Satary, 41, was released from prison in 2008 and began founding a series of heath care-related business. U.S. Immigration and Customs Enforcement has attempted to deport him but has been unable to get a foreign power — including Israel and the Palestinian Liberation Organization — to accept him.

Employees for two of those businesses — urinalysis testing firm Confirmatrix Labs and Nue Medical Consulting, which offers billing and other services — took part in the fundraiser that raised at least $80,052 for Kingston’s campaign at Chateau Elan Winery and Resort. The event raised so much money that the two companies are Kingston’s No. 1 and No. 4 contributors, according to the non-profit Center for Responsive Politics, which tracks federal campaign money.

Miller, the former Nue Medical employee and Kaufman’s client, said he helped organize the fundraiser and a more intimate dinner that followed. He claims employees received “bonus” checks before the event and were encouraged to pass most of the money on to the Savannah Republican’s campaign. The AJC has seen one bonus check and matched it with a contribution given a few days later.

Miller’s split with Nue Medical was not amicable. His business partner is being sued by both Nue Medical and Confirmatrix on grounds that he violated an agreement not to compete with the companies by founding a pain management clinic in Henry County. The lawsuit has spawned bitter accusations on both sides, court records show.

In his June 4 interview with the AJC, Kingston claimed he does not recall Khalid Satary, and downplayed his relationship with the firms behind the Dec. 6, 2013, fundraiser.

“They are not people I have a daily, weekly or regular discussion or correspondence with,” he said.

But the AJC has learned new details of contacts Kingston had with Satary and the companies he’s associated with.

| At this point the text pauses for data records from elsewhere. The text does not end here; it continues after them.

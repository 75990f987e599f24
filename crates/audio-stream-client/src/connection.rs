//! One client connection to the server and the requests it can issue.

use std::io;
use std::net::{SocketAddr, TcpStream, ToSocketAddrs};
use std::os::fd::AsRawFd;
use std::path::PathBuf;
use std::time::Duration;

use anyhow::{Context, Result, anyhow, bail};
use audio_stream_proto::{
    LineBuffer, ListAssembler, ProtocolError, Request, read_size_header,
};

use crate::mux::{FdPoller, MuxOptions, Sink, SinkKind, StreamMux, TransferReport};
use crate::sinks::{PlayerCommand, SinkHandle, open_for_write, spawn_player};

#[derive(Debug, thiserror::Error, PartialEq, Eq)]
pub enum IndexError {
    #[error("Server library is empty or not retrieved yet")]
    NoListing,

    #[error("Invalid file index {index} (listing holds {len} files)")]
    OutOfRange { index: u32, len: usize },
}

#[derive(Debug, Clone)]
pub struct ConnectionOptions {
    /// How long a listing may go quiet before the entries so far are taken as final.
    pub list_idle_timeout: Duration,
    /// How long to wait for the size header of a stream response.
    pub response_timeout: Duration,
    /// Where `get` and `stream+` save files.
    pub library_dir: PathBuf,
    pub player: PlayerCommand,
    pub mux: MuxOptions,
}

pub struct ServerConnection {
    stream: TcpStream,
    lines: LineBuffer,
    catalog: Vec<String>,
    options: ConnectionOptions,
    desynchronized: bool,
}

impl ServerConnection {
    pub fn connect(host: &str, port: u16, options: ConnectionOptions) -> Result<Self> {
        let addrs: Vec<SocketAddr> = (host, port)
            .to_socket_addrs()
            .with_context(|| format!("resolve {host}:{port}"))?
            .collect();
        let mut last_err = None;
        for addr in addrs {
            match TcpStream::connect(addr) {
                Ok(stream) => {
                    stream.set_nodelay(true).ok();
                    tracing::info!(server = %addr, "connected");
                    return Ok(Self {
                        stream,
                        lines: LineBuffer::default(),
                        catalog: Vec::new(),
                        options,
                        desynchronized: false,
                    });
                }
                Err(e) => {
                    tracing::debug!(server = %addr, "connect failed: {e}");
                    last_err = Some(e);
                }
            }
        }
        Err(match last_err {
            Some(e) => anyhow!(e).context(format!("connect {host}:{port}")),
            None => anyhow!("{host}:{port} resolved to no addresses"),
        })
    }

    /// True once a response was cut short, leaving unknown bytes on the socket.
    pub fn is_desynchronized(&self) -> bool {
        self.desynchronized
    }

    /// Fetch the server's listing and keep it for index validation.
    pub fn list(&mut self) -> Result<&[String]> {
        self.desynchronized = true;
        Request::List
            .write_to(&mut self.stream)
            .context("send LIST")?;
        self.stream
            .set_read_timeout(Some(self.options.list_idle_timeout))
            .context("set listing timeout")?;
        let received = self.receive_listing();
        self.stream
            .set_read_timeout(None)
            .context("clear listing timeout")?;
        let entries = received?;

        if !self.lines.is_empty() {
            tracing::warn!(
                bytes = self.lines.len(),
                "discarding unexpected bytes after listing"
            );
            self.lines.clear();
        }
        tracing::debug!(entries = entries.len(), "listing received");
        self.catalog = entries;
        self.desynchronized = false;
        Ok(&self.catalog)
    }

    fn receive_listing(&mut self) -> Result<Vec<String>> {
        let mut assembler = ListAssembler::new();
        loop {
            while let Some(line) = self.lines.next_frame() {
                if assembler.push_line(&line)? {
                    return Ok(assembler.finish()?);
                }
            }
            match self.lines.fill_from(&mut self.stream) {
                Ok(0) => bail!("server closed the connection during listing"),
                Ok(_) => {}
                Err(e) if is_timeout(&e) && assembler.received() == 0 && self.lines.is_empty() => {
                    return Ok(Vec::new());
                }
                Err(e) if is_timeout(&e) => {
                    // Entries arrived but index 0 never did.
                    return Ok(assembler.finish()?);
                }
                Err(e) if e.kind() == io::ErrorKind::Interrupted => {}
                Err(e) => return Err(e).context("read listing"),
            }
        }
    }

    /// Resolve `index` against the last listing without contacting the server.
    pub fn validate_index(&self, index: u32) -> Result<&str, IndexError> {
        if self.catalog.is_empty() {
            return Err(IndexError::NoListing);
        }
        self.catalog
            .get(index as usize)
            .map(String::as_str)
            .ok_or(IndexError::OutOfRange {
                index,
                len: self.catalog.len(),
            })
    }

    /// Save file `index` under the library directory.
    pub fn get(&mut self, index: u32) -> Result<TransferReport> {
        let name = self.validate_index(index)?.to_string();
        let (file, path) = open_for_write(&self.options.library_dir, &name)?;
        tracing::info!(index, path = %path.display(), "saving");
        self.transfer(index, vec![Sink::new(SinkKind::File, file)])
    }

    /// Play file `index` through the external player.
    pub fn stream(&mut self, index: u32) -> Result<TransferReport> {
        self.validate_index(index)?;
        let (pipe, player) = spawn_player(&self.options.player)?;
        let result = self.transfer(index, vec![Sink::new(SinkKind::Playback, pipe)]);
        if let Err(e) = player.wait() {
            tracing::warn!("{e:#}");
        }
        result
    }

    /// Play file `index` and save it at the same time.
    pub fn stream_and_get(&mut self, index: u32) -> Result<TransferReport> {
        let name = self.validate_index(index)?.to_string();
        let (pipe, player) = spawn_player(&self.options.player)?;
        let (file, path) = match open_for_write(&self.options.library_dir, &name) {
            Ok(opened) => opened,
            Err(e) => {
                drop(pipe);
                if let Err(wait_err) = player.wait() {
                    tracing::warn!("{wait_err:#}");
                }
                return Err(e);
            }
        };
        tracing::info!(index, path = %path.display(), "playing and saving");
        let result = self.transfer(
            index,
            vec![
                Sink::new(SinkKind::Playback, pipe),
                Sink::new(SinkKind::File, file),
            ],
        );
        if let Err(e) = player.wait() {
            tracing::warn!("{e:#}");
        }
        result
    }

    /// Request file `index` and drain the response into `sinks`, which are closed on return.
    pub fn transfer(
        &mut self,
        index: u32,
        sinks: Vec<Sink<SinkHandle>>,
    ) -> Result<TransferReport> {
        let sink_fds = sinks.iter().map(|s| s.writer.as_raw_fd()).collect();

        self.desynchronized = true;
        Request::Stream { file_index: index }
            .write_to(&mut self.stream)
            .context("send STREAM")?;
        self.stream
            .set_read_timeout(Some(self.options.response_timeout))
            .context("set response timeout")?;
        let header = read_size_header(&mut self.stream);
        self.stream
            .set_read_timeout(None)
            .context("clear response timeout")?;
        let total = match header {
            Ok(total) => total,
            Err(ProtocolError::Io(e)) if is_timeout(&e) => {
                bail!(
                    "server sent no response to STREAM {index} within {:?}",
                    self.options.response_timeout
                );
            }
            Err(e) => return Err(e).context("read size header"),
        };
        tracing::debug!(index, total, "stream response started");

        let poller = FdPoller::new(self.stream.as_raw_fd(), sink_fds);
        let mut mux = StreamMux::new(&mut self.stream, sinks, poller, self.options.mux.clone())?;
        let report = mux.run(total).context("transfer")?;
        drop(mux);
        self.desynchronized = false;
        tracing::info!(index, bytes = report.total, "transfer complete");
        Ok(report)
    }
}

fn is_timeout(e: &io::Error) -> bool {
    matches!(
        e.kind(),
        io::ErrorKind::WouldBlock | io::ErrorKind::TimedOut
    )
}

Kingston attended a ribbon-cutting for Confirmatrix Dec. 6, 2013, just hours before he attended the fundraiser hosted by Confirmatrix and Nue Medical. Photos of the ribbon-cutting appear on Kingston’s campaign Facebook page.

“The ribbon cutting was hosted by the Gwinnett County Chamber of Commerce,” Crawford said. “Mr. Kingston attended as a special guest to celebrate the creation of new jobs in Georgia.”

The AJC previously reported that Richard Sasnett, vice president of sales for Confirmatrix, was named in April to Kingston’s campaign finance committee. The campaign removed Sasnett from his role last week at the same time that it pledged to return the disputed donations.

The Kingston campaign also confirmed to the AJC that Kingston’s wife, Libby Kingston, attended a Jan. 24 performance of the National Arab Orchestra at The Woodruff Arts Center as the guest of Nue Medical, run by Satary’s 19-year-old son. Crawford also attended the event, as did the campaign’s finance director.

Crawford said he did not recall meeting Khalid Satary, but said his son, Jordan, was there.

“We were invited to attend the performance as we have been invited to many events all around Georgia by a great number of individuals,” Crawford said. “Once there, we were escorted to seats in the balcony where we exchanged pleasantries with those sitting around us.”

Crawford said Miller extended the invitation to attend the performance.

Miller, a political consultant and marketing specialist, said Satary hired him to work on special projects, including cleaning up Satary’s reputation. Miller provided the AJC with a document called “Project Disappear” which was his proposal to flood the internet with positive social media profiles of Satary in an effort to push down his conviction to the second page of a Google search. Miller said he also provided the same information to the Kingston campaign at the May 1 meeting.

He said he was tasked by Satary to put together the Kingston event. Confirmatrix CEO Wes Warrington told the AJC that the idea for the fundraiser came from vice president Richard Sasnett and that Nue Medical was asked to provide logistics.

Emory University political science professor Merle Black said the gradual revelations of Kingston’s links to Satary and the companies linked to him are damaging, even if the congressman is not part of the federal investigation.

“He needs to talk to somebody or fire somebody in the campaign,” he told Channel 2 Action News. “When it dribbles out like this, it hurts.”